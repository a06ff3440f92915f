//! Client error notification
//!
//! A process-wide default callback and a per-object override. Every failure
//! raised by an [`XmpMeta`](crate::meta::XmpMeta) operation is offered to the
//! installed callback before it is returned; a recoverable error is
//! swallowed when the callback asks for it.

use std::fmt;
use std::sync::Arc;

use crate::errors::ExError;

/// How bad an error is, in increasing order
#[derive(Debug, Clone, Copy, PartialEq, Eq, PartialOrd, Ord, Hash, Default)]
pub enum Severity {
    /// The operation can continue
    #[default]
    Recoverable,
    /// The current operation is abandoned
    OperationFatal,
    /// The file being processed cannot be used
    FileFatal,
    /// The process should stop using the library
    ProcessFatal,
}

/// Client callback. Returning `true` asks for a recoverable error to be
/// swallowed.
pub type ErrorCallback = Arc<dyn Fn(Severity, &ExError) -> bool + Send + Sync>;

/// Callback plus its notification accounting
#[derive(Clone, Default)]
pub struct ErrorCallbackInfo {
    client: Option<ErrorCallback>,
    limit: u32,
    notifications: u32,
    top_severity: Severity,
}

impl fmt::Debug for ErrorCallbackInfo {
    fn fmt(&self, f: &mut fmt::Formatter<'_>) -> fmt::Result {
        f.debug_struct("ErrorCallbackInfo")
            .field("installed", &self.client.is_some())
            .field("limit", &self.limit)
            .field("notifications", &self.notifications)
            .field("top_severity", &self.top_severity)
            .finish()
    }
}

impl ErrorCallbackInfo {
    /// Install `client` with a notification limit; 0 means unlimited
    pub fn new(client: ErrorCallback, limit: u32) -> Self {
        Self {
            client: Some(client),
            limit,
            ..Self::default()
        }
    }

    /// Whether a client callback is installed
    pub fn can_notify(&self) -> bool {
        self.client.is_some()
    }

    pub fn limit(&self) -> u32 {
        self.limit
    }

    pub fn notifications(&self) -> u32 {
        self.notifications
    }

    pub fn top_severity(&self) -> Severity {
        self.top_severity
    }

    /// Set a new limit and restart the accounting
    pub fn reset_limit(&mut self, limit: u32) {
        self.limit = limit;
        self.notifications = 0;
        self.top_severity = Severity::Recoverable;
    }

    /// Decide whether this notification goes out, updating the counters
    ///
    /// Lower-than-top severities are dropped uncounted. A higher severity
    /// becomes the new top and restarts the count.
    fn check_limit_and_severity(&mut self, severity: Severity) -> bool {
        if self.limit == 0 {
            return true;
        }
        if severity < self.top_severity {
            return false;
        }
        if severity > self.top_severity {
            self.top_severity = severity;
            self.notifications = 0;
        }
        if self.notifications >= self.limit {
            return false;
        }
        self.notifications += 1;
        true
    }

    /// Offer `error` to the client and mark it as notified.
    ///
    /// Returns `true` when the error is recoverable and the client chose to
    /// continue. An error already marked is not offered again.
    pub fn offer(&mut self, severity: Severity, error: &mut ExError) -> bool {
        let mut recover = severity == Severity::Recoverable;
        if !self.can_notify() || error.is_notified() {
            return recover;
        }
        error.set_notified();
        if !self.check_limit_and_severity(severity) {
            tracing::debug!(
                severity = ?severity,
                code = error.code(),
                "error notification suppressed"
            );
            return recover;
        }
        if let Some(client) = &self.client {
            recover &= client(severity, error);
        }
        recover
    }

    /// [`offer`](Self::offer), handing the error back unless it was
    /// swallowed
    ///
    /// # Errors
    /// The same error, unless it was swallowed
    pub fn notify(&mut self, severity: Severity, mut error: ExError) -> Result<(), ExError> {
        if self.offer(severity, &mut error) {
            Ok(())
        } else {
            Err(error)
        }
    }
}

#[cfg(test)]
mod tests {
    use super::*;
    use crate::errors::ErrorKind;
    use std::sync::Mutex;

    fn recording(answer: bool) -> (ErrorCallback, Arc<Mutex<Vec<Severity>>>) {
        let seen = Arc::new(Mutex::new(Vec::new()));
        let sink = Arc::clone(&seen);
        let callback: ErrorCallback = Arc::new(move |severity: Severity, _err: &ExError| {
            sink.lock().unwrap().push(severity);
            answer
        });
        (callback, seen)
    }

    fn err() -> ExError {
        ExError::new(ErrorKind::BadParam).with_message("boom")
    }

    #[test]
    fn test_no_callback_propagates_everything_but_recoverable() {
        let mut info = ErrorCallbackInfo::default();
        assert!(!info.can_notify());
        assert!(info.notify(Severity::Recoverable, err()).is_ok());
        let returned = info.notify(Severity::OperationFatal, err()).unwrap_err();
        assert!(!returned.is_notified());
    }

    #[test]
    fn test_recoverable_swallowed_only_when_client_agrees() {
        let (yes, _) = recording(true);
        let mut info = ErrorCallbackInfo::new(yes, 0);
        assert!(info.notify(Severity::Recoverable, err()).is_ok());

        let (no, _) = recording(false);
        let mut info = ErrorCallbackInfo::new(no, 0);
        let returned = info.notify(Severity::Recoverable, err()).unwrap_err();
        assert!(returned.is_notified());
    }

    #[test]
    fn test_fatal_always_propagates() {
        let (yes, seen) = recording(true);
        let mut info = ErrorCallbackInfo::new(yes, 0);
        assert!(info.notify(Severity::FileFatal, err()).is_err());
        assert_eq!(*seen.lock().unwrap(), vec![Severity::FileFatal]);
    }

    #[test]
    fn test_limit_and_severity_escalation() {
        let (yes, seen) = recording(true);
        let mut info = ErrorCallbackInfo::new(yes, 2);

        for _ in 0..3 {
            let _ = info.notify(Severity::Recoverable, err());
        }
        assert_eq!(seen.lock().unwrap().len(), 2);
        assert_eq!(info.notifications(), 2);

        // higher severity restarts the count
        let _ = info.notify(Severity::OperationFatal, err());
        assert_eq!(info.top_severity(), Severity::OperationFatal);
        assert_eq!(info.notifications(), 1);

        // lower severity is dropped uncounted
        let _ = info.notify(Severity::Recoverable, err());
        assert_eq!(seen.lock().unwrap().len(), 3);
        assert_eq!(info.notifications(), 1);

        info.reset_limit(5);
        assert_eq!(info.notifications(), 0);
        assert_eq!(info.top_severity(), Severity::Recoverable);
        assert_eq!(info.limit(), 5);
    }

    #[test]
    fn test_already_notified_error_is_not_offered_again() {
        let (yes, seen) = recording(true);
        let mut info = ErrorCallbackInfo::new(yes, 0);
        let first = info.notify(Severity::OperationFatal, err()).unwrap_err();
        let _ = info.notify(Severity::OperationFatal, first);
        assert_eq!(seen.lock().unwrap().len(), 1);
    }
}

● ● ● ● ● ● ●

◆ **Work item**: Pick out every line above that contains the word "OperationFatal" and copy it.

◆ **Solution to this problem**:
    OperationFatal,
        let returned = info.notify(Severity::OperationFatal, err()).unwrap_err();
        let _ = info.notify(Severity::OperationFatal, err());
        assert_eq!(info.top_severity(), Severity::OperationFatal);
        let first = info.notify(Severity::OperationFatal, err()).unwrap_err();
        let _ = info.notify(Severity::OperationFatal, first);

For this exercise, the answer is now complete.